Skip to content

CLI Reference

pytorch-ir provides a command-line interface for inspecting and visualizing IR JSON files without writing Python code.

Installation

# Basic installation
pip install pytorch-ir

# With image rendering support (PNG/SVG)
pip install pytorch-ir[rendering]

Commands

pytorch-ir --version

Print the installed version.

$ pytorch-ir --version
pytorch-ir 0.1.0

You can also run the CLI as a Python module:

python -m torch_ir --version

pytorch-ir info

Display a summary of an IR JSON file: model name, node/input/output/weight counts, total parameters, shapes, and operator distribution.

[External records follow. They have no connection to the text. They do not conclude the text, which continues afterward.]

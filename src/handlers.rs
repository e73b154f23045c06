use axum::{
    extract::{rejection::JsonRejection, DefaultBodyLimit, State},
    response::Json,
    routing::{get, post},
    Router,
};
use serde::Deserialize;
use serde_json::json;
use std::sync::Arc;
use tower_http::{cors::CorsLayer, trace::TraceLayer};

use crate::error::{AppError, AppResult};
use crate::resolver::{AllocationResolver, BatchResult};

const MAX_BODY_BYTES: usize = 1024 * 1024;

#[derive(Debug, Deserialize)]
pub struct CheckRequest {
    #[serde(default)]
    pub addresses: Vec<String>,
    pub decimals: Option<u8>,
}

pub fn create_router(resolver: Arc<AllocationResolver>) -> Router {
    Router::new()
        .route("/health", get(health_check))
        .route("/api/check", post(check_allocations))
        .with_state(resolver)
        .layer(DefaultBodyLimit::max(MAX_BODY_BYTES))
        .layer(CorsLayer::permissive())
        .layer(TraceLayer::new_for_http())
}

pub async fn health_check() -> Json<serde_json::Value> {
    Json(json!({
        "status": "healthy",
        "timestamp": chrono::Utc::now().to_rfc3339()
    }))
}

pub async fn check_allocations(
    State(resolver): State<Arc<AllocationResolver>>,
    payload: Result<Json<CheckRequest>, JsonRejection>,
) -> AppResult<Json<BatchResult>> {
    let Json(request) = payload.map_err(|e| AppError::InvalidRequest(e.body_text()))?;

    let result = resolver.resolve(&request.addresses, request.decimals).await?;

    Ok(Json(result))
}
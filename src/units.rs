use alloy::primitives::{utils, U256};

/// Formats a raw integer amount as a decimal string scaled by `10^-decimals`.
///
/// Scaling is positional, nothing is rounded. Trailing fractional zeros are
/// trimmed and whole numbers are printed without a decimal point.
pub fn format_units(amount: U256, decimals: u8) -> String {
    let padded = match utils::format_units(amount, decimals) {
        Ok(formatted) => formatted,
        // alloy units stop at 77 decimals; past that every U256 is below one unit
        Err(_) => format!("0.{:0>width$}", amount.to_string(), width = decimals as usize),
    };

    trim_fraction(&padded).to_string()
}

fn trim_fraction(formatted: &str) -> &str {
    if !formatted.contains('.') {
        return formatted;
    }
    formatted.trim_end_matches('0').trim_end_matches('.')
}
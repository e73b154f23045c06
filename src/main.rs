use anyhow::{Context, Result};
use clap::Parser;
use std::path::Path;
use std::sync::Arc;
use tokio::io::AsyncReadExt;
use tracing::info;
use tracing_subscriber::{layer::SubscriberExt, util::SubscriberInitExt};

use linea_airdrop_checker::address::split_address_text;
use linea_airdrop_checker::cli::{Cli, Command};
use linea_airdrop_checker::config::Config;
use linea_airdrop_checker::handlers::create_router;
use linea_airdrop_checker::resolver::AllocationResolver;
use linea_airdrop_checker::transport::ProviderTransport;

fn init_tracing(json_logs: bool) {
    let registry = tracing_subscriber::registry().with(
        tracing_subscriber::EnvFilter::try_from_default_env().unwrap_or_else(|_| "info".into()),
    );

    if json_logs {
        registry
            .with(
                tracing_subscriber::fmt::layer()
                    .json()
                    .with_target(false)
                    .with_writer(std::io::stderr),
            )
            .init();
    } else {
        registry
            .with(
                tracing_subscriber::fmt::layer()
                    .with_target(false)
                    .with_writer(std::io::stderr),
            )
            .init();
    }
}

fn build_resolver(config: &Config) -> Result<Arc<AllocationResolver>> {
    let settings = config.resolver_settings()?;
    let transport = ProviderTransport::new(&config.rpc_url()?, settings.timeout)?;

    info!(
        "Aggregator {}, target {}, chunk size {}, timeout {:?}",
        settings.aggregator, settings.target, settings.chunk_size, settings.timeout
    );

    Ok(Arc::new(AllocationResolver::new(
        Arc::new(settings),
        Arc::new(transport),
    )))
}

async fn read_address_file(path: &Path) -> Result<String> {
    if path == Path::new("-") {
        let mut text = String::new();
        tokio::io::stdin().read_to_string(&mut text).await?;
        return Ok(text);
    }

    tokio::fs::read_to_string(path)
        .await
        .with_context(|| format!("Failed to read {}", path.display()))
}

async fn serve(config: Config, bind: Option<String>) -> Result<()> {
    let resolver = build_resolver(&config)?;
    let app = create_router(resolver);

    let bind_address = bind.unwrap_or(config.server.bind_address);
    let listener = tokio::net::TcpListener::bind(&bind_address).await?;
    info!("Server running on {}", bind_address);

    axum::serve(listener, app).await?;

    Ok(())
}

async fn check(
    config: Config,
    mut addresses: Vec<String>,
    file: Option<&Path>,
    decimals: Option<u8>,
) -> Result<()> {
    if let Some(path) = file {
        addresses.extend(split_address_text(&read_address_file(path).await?));
    }

    let resolver = build_resolver(&config)?;
    let result = resolver.resolve(&addresses, decimals).await?;

    println!("{}", serde_json::to_string_pretty(&result)?);

    Ok(())
}

#[tokio::main]
async fn main() -> Result<()> {
    dotenv::dotenv().ok();

    let cli = Cli::parse();
    init_tracing(cli.json_logs);

    let config = Config::load(&cli.config)?;
    info!("Configuration loaded from {}", cli.config);

    match cli.command {
        None => serve(config, None).await,
        Some(Command::Serve { bind }) => serve(config, bind).await,
        Some(Command::Check {
            addresses,
            file,
            decimals,
        }) => check(config, addresses, file.as_deref(), decimals).await,
    }
}
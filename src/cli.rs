//! CLI argument parsing

use clap::{Parser, Subcommand};
use std::path::PathBuf;

#[derive(Parser, Debug)]
#[command(name = "linea-airdrop-checker")]
#[command(about = "LINEA airdrop allocation checker backed by Multicall3", long_about = None)]
#[command(version)]
pub struct Cli {
    /// Path to the configuration file
    #[arg(short, long, env = "CONFIG_PATH", default_value = "config.toml")]
    pub config: String,

    /// Emit logs as JSON
    #[arg(long)]
    pub json_logs: bool,

    #[command(subcommand)]
    pub command: Option<Command>,
}

#[derive(Subcommand, Debug)]
pub enum Command {
    /// Run the HTTP API (default)
    Serve {
        /// Override server.bind_address
        #[arg(short, long)]
        bind: Option<String>,
    },

    /// Resolve allocations once and print the result as JSON
    Check {
        /// Wallet addresses
        addresses: Vec<String>,

        /// Read addresses from a file ("-" for stdin), separated by whitespace, commas or semicolons
        #[arg(short, long)]
        file: Option<PathBuf>,

        /// Token decimals used for formatting
        #[arg(short, long)]
        decimals: Option<u8>,
    },
}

pytorch-ir info model.json            # text output
pytorch-ir info model.json --json     # JSON output
pytorch-ir info model.json -o out.txt # save to file
Option Description Default
ir_file (positional) Path to IR JSON file Required
--json Output in JSON format False
-o, --output FILE Write output to file instead of stdout None

pytorch-ir visualize

Generate a Mermaid flowchart diagram from an IR JSON file.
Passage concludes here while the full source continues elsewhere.